◆ **WHAT THE TASK ASKS**: Return all lines below containing the word "post".

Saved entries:
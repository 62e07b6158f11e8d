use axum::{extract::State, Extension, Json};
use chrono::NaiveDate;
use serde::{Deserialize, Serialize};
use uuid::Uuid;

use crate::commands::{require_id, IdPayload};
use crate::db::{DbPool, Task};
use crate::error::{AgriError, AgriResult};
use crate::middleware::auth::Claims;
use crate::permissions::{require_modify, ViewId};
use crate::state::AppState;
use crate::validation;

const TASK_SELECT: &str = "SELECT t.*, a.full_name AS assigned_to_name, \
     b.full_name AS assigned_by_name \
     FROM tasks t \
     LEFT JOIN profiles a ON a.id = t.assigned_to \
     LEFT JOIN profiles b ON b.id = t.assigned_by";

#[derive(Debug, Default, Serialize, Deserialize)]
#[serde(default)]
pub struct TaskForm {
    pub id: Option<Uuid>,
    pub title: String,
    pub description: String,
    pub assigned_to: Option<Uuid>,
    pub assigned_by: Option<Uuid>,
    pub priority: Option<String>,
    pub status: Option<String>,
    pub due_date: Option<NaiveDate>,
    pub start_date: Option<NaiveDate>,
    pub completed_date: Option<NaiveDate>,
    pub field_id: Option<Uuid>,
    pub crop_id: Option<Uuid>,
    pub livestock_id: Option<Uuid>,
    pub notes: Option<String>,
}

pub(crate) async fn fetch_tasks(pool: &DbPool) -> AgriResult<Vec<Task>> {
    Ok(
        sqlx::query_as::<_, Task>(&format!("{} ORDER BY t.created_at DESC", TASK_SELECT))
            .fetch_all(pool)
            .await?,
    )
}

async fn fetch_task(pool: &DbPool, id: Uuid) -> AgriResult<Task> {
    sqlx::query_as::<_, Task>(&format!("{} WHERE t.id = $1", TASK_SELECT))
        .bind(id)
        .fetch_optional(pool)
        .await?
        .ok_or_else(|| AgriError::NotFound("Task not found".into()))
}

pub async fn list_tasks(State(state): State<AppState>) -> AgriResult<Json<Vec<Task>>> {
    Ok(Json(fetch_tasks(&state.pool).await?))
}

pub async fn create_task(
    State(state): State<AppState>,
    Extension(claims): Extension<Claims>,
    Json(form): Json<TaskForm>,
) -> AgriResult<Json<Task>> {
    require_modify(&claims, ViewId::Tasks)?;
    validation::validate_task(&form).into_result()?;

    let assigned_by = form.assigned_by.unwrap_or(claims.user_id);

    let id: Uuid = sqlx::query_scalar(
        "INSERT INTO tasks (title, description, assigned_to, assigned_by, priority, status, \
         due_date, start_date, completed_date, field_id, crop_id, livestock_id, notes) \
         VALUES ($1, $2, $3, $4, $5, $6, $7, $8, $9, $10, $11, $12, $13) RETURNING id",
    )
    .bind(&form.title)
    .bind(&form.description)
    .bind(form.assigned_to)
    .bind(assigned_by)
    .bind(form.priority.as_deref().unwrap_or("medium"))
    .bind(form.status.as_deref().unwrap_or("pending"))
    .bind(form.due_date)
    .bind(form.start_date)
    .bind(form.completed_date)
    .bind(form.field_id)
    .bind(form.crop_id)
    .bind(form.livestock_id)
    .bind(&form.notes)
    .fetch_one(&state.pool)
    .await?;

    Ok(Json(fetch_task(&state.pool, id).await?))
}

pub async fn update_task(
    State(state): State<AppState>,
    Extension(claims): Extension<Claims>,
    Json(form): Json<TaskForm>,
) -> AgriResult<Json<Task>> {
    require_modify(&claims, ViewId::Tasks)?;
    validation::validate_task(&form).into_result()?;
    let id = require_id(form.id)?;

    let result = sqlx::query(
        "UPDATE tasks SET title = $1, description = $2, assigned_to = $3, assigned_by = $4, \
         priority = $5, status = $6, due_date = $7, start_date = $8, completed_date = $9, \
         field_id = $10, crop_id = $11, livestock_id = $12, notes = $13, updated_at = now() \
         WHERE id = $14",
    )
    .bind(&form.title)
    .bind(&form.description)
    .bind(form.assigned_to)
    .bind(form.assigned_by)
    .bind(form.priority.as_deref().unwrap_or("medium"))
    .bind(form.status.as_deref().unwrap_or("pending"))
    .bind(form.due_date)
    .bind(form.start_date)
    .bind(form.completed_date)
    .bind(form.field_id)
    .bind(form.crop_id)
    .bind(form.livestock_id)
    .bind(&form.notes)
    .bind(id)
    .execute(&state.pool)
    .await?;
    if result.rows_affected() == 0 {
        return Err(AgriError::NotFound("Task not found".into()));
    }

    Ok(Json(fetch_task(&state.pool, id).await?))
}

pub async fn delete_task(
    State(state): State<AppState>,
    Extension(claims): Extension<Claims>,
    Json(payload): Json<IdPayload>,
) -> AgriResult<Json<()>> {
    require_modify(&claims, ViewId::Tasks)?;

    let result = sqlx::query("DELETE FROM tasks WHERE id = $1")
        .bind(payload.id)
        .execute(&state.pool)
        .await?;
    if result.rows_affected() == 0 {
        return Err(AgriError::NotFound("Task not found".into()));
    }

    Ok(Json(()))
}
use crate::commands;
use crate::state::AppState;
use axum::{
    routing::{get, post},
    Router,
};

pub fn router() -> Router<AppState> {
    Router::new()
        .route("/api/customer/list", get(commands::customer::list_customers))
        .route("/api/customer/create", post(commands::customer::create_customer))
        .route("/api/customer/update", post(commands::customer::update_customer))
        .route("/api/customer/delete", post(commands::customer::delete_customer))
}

◆ **YOUR SOLUTION**:
    routing::{get, post},
        .route("/api/customer/create", post(commands::customer::create_customer))
        .route("/api/customer/update", post(commands::customer::update_customer))
        .route("/api/customer/delete", post(commands::customer::delete_customer))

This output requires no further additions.